Два длинных шага вернули пустое тело обратно. И вот, теперь я сижу в той самой траншее и жду, когда на этот раз уже своя артиллерия закопает меня здесь живьём. Или остатки тупой своры доберутся до своих собратьев, чтобы спрятаться за их спинами, как побитые собаки. Абсолютно не понимая при этом, кстати, что же произошло, и почему так получилось.
Это потому что всё, что было до выстрела, вылетит у них из головы. Потому что иначе всё было бы слишком просто, верно?

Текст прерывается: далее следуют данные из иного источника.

//! Emission context: the active output sink, capture stack, indentation
//! state, temp-name generation and the problem sink reference.

use asjs_common::{Problem, ProblemSink, SourceLocation};

/// One suspended output frame, pushed while a capture buffer is active.
struct SinkFrame {
    buffer: String,
    at_line_start: bool,
}

/// Per-unit emission state.
///
/// The context owns a stack of sinks: the bottom entry is the unit's real
/// output buffer, everything above it is a capture buffer for stringify
/// sub-emission. The capture stack is always unwound before a sub-emission
/// returns, so a diagnostic recorded mid-capture never leaves the context
/// pointed at a stale buffer.
pub struct EmitContext<'a> {
    sink: String,
    captures: Vec<SinkFrame>,
    indent: usize,
    at_line_start: bool,
    temp_counter: u32,
    problems: &'a ProblemSink,
    /// Source file of the unit currently being emitted, for problem locations.
    pub source_file: String,
}

impl<'a> EmitContext<'a> {
    pub fn new(problems: &'a ProblemSink) -> Self {
        Self {
            sink: String::new(),
            captures: Vec::new(),
            indent: 0,
            at_line_start: true,
            temp_counter: 0,
            problems,
            source_file: String::new(),
        }
    }

    /// Reset per-unit state. Called between units; the capture stack must
    /// already be empty at that point.
    pub fn reset(&mut self, source_file: &str) {
        debug_assert!(self.captures.is_empty());
        self.sink.clear();
        self.captures.clear();
        self.indent = 0;
        self.at_line_start = true;
        self.temp_counter = 0;
        self.source_file = source_file.to_string();
    }

    /// Drain the unit's emitted text.
    pub fn take_output(&mut self) -> String {
        std::mem::take(&mut self.sink)
    }

    // =========================================================================
    // Output helpers
    // =========================================================================

    /// Write text to the active sink, indenting first when at line start.
    pub fn write(&mut self, text: &str) {
        if text.is_empty() {
            return;
        }
        if self.at_line_start {
            self.at_line_start = false;
            let indent = self.indent;
            let out = self.out();
            for _ in 0..indent {
                out.push('\t');
            }
        }
        self.out().push_str(text);
    }

    /// Write a newline; the next write re-indents.
    pub fn write_line(&mut self) {
        self.out().push('\n');
        self.at_line_start = true;
    }

    pub fn write_space(&mut self) {
        self.write(" ");
    }

    pub fn increase_indent(&mut self) {
        self.indent += 1;
    }

    pub fn decrease_indent(&mut self) {
        self.indent = self.indent.saturating_sub(1);
    }

    // =========================================================================
    // Capture stack (stringify sub-emission)
    // =========================================================================

    /// Redirect output into a fresh capture buffer. Re-entrant.
    pub fn push_capture(&mut self) {
        self.captures.push(SinkFrame {
            buffer: String::new(),
            at_line_start: self.at_line_start,
        });
        // Captured expressions start mid-line; never indent their first token.
        self.at_line_start = false;
    }

    /// Restore the previous sink and return the captured text.
    pub fn pop_capture(&mut self) -> String {
        match self.captures.pop() {
            Some(frame) => {
                self.at_line_start = frame.at_line_start;
                frame.buffer
            }
            None => String::new(),
        }
    }

    pub fn capture_depth(&self) -> usize {
        self.captures.len()
    }

    fn out(&mut self) -> &mut String {
        match self.captures.last_mut() {
            Some(frame) => &mut frame.buffer,
            None => &mut self.sink,
        }
    }

    // =========================================================================
    // Temp names
    // =========================================================================

    /// Next synthesized local name: `_a`, `_b`, ..., `_z`, `_0`, `_1`, ...
    pub fn next_temp_name(&mut self) -> String {
        let counter = self.temp_counter;
        self.temp_counter += 1;
        if counter < 26 {
            format!("_{}", (b'a' + counter as u8) as char)
        } else {
            format!("_{}", counter - 26)
        }
    }

    // =========================================================================
    // Problems
    // =========================================================================

    /// Record a construct with no clean target-language equivalent.
    /// Emission continues with best-effort output.
    pub fn translation_gap(&self, message: impl Into<String>) {
        self.problems.add(Problem::warning(message, self.location()));
    }

    /// Record an AST invariant the front-end should have guaranteed.
    /// The dependent output is omitted and emission continues.
    pub fn missing_child(&self, message: impl Into<String>) {
        self.problems.add(Problem::error(message, self.location()));
    }

    fn location(&self) -> SourceLocation {
        SourceLocation::new(self.source_file.clone(), 0, 0)
    }
}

Ага, вот и он, этот, смотрит на меня из зеркала.
Облепленный снегом, укутанный ветром,
Лишь пламенем сердца немного согретый
Бреду по полям, оставляю следы,
И нет надо мной ни единой звезды.
И мрак в тяжкий воздух вздымает метель,
И холод готовит во тьме мне постель,
Где должен уснуть я навечно, в пустую.
Но снова бреду я сквозь ночь ледяную.
На глазах распадаясь, обретаю покой,
Из пепла я… возвращаюсь домой.
Не очень хочется умирать в двадцать лет, в свой день рождения, но я должен был сделать это ещё вчера, так что….
А сейчас…я деградирую и улыбаюсь.
Кстати, знаете, что? Сигареты-то я всё-таки достал.